INSTRUCTIONS TO FOLLOW:
Where the string "every" occurs in a line of the entries below, copy that line.

=== DATA FOR ANALYSIS ===

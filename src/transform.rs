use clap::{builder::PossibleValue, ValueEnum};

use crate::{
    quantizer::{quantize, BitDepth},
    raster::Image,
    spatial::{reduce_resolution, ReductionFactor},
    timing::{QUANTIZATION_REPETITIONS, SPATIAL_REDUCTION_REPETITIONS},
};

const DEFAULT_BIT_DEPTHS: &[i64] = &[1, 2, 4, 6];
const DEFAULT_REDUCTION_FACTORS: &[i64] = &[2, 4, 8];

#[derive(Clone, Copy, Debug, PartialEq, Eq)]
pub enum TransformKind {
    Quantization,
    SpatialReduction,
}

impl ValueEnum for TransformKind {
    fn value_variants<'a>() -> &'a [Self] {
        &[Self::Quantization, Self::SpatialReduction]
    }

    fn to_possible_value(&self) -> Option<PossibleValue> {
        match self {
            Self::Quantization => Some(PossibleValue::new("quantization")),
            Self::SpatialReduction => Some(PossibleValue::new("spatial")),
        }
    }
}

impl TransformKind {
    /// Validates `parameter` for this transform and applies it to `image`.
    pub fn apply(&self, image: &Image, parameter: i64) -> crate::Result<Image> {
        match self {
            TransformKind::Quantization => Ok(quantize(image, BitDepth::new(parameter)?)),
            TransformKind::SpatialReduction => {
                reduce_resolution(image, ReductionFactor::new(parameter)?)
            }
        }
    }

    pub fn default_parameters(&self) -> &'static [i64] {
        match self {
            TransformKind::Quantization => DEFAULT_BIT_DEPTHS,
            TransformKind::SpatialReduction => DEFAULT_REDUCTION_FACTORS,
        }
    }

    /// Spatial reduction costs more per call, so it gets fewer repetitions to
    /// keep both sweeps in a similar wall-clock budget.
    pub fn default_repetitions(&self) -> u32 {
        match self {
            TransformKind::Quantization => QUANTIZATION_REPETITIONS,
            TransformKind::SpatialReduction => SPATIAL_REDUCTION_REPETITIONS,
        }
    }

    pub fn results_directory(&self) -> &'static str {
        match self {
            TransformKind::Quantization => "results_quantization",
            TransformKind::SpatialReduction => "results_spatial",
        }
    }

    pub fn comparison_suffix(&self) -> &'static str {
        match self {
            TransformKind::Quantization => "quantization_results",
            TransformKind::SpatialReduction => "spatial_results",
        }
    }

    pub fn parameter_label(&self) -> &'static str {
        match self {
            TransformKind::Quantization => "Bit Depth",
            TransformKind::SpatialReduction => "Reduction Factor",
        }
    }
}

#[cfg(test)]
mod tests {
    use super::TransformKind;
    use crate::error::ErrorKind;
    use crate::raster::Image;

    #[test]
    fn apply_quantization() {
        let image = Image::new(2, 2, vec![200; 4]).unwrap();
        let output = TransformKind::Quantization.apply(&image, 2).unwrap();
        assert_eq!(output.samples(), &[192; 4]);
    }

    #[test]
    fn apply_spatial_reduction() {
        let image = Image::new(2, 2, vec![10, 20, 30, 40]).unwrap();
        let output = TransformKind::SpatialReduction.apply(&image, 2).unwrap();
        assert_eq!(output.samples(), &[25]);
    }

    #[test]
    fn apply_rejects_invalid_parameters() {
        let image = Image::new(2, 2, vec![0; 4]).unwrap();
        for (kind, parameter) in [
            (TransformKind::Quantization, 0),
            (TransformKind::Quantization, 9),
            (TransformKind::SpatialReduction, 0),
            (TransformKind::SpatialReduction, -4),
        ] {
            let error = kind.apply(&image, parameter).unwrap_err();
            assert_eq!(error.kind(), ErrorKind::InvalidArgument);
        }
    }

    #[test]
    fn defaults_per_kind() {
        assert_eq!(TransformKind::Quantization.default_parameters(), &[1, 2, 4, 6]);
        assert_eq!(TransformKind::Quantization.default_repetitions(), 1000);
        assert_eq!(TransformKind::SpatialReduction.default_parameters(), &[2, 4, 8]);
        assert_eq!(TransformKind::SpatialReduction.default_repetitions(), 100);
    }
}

===
=== DATA FOR ANALYSIS ===

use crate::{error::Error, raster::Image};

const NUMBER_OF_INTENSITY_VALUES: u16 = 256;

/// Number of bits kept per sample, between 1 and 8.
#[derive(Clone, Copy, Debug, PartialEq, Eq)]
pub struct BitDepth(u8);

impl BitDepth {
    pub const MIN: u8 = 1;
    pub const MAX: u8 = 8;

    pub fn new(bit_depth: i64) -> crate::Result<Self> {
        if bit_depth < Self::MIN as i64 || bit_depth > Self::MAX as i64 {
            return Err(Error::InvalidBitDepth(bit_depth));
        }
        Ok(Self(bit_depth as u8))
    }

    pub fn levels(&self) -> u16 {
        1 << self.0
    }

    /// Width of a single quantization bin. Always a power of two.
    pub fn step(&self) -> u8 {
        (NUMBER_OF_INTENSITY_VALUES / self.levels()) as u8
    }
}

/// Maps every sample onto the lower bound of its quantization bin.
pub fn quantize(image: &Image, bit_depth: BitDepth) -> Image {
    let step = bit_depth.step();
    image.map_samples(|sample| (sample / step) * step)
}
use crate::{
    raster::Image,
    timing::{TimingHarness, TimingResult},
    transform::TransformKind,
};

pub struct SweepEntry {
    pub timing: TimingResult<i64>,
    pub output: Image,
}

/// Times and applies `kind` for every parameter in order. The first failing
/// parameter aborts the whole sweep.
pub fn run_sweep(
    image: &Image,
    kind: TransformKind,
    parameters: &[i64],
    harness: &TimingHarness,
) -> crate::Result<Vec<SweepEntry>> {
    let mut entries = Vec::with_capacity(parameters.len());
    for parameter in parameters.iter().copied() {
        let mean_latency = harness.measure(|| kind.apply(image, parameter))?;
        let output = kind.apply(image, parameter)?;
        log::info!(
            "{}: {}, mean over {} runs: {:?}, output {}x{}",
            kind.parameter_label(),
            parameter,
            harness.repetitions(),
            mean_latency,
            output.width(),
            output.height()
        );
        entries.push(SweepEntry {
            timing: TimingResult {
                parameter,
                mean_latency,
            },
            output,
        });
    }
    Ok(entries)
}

===

RESULT OF THE TASK:
/// Maps every sample onto the lower bound of its quantization bin.
/// Times and applies `kind` for every parameter in order. The first failing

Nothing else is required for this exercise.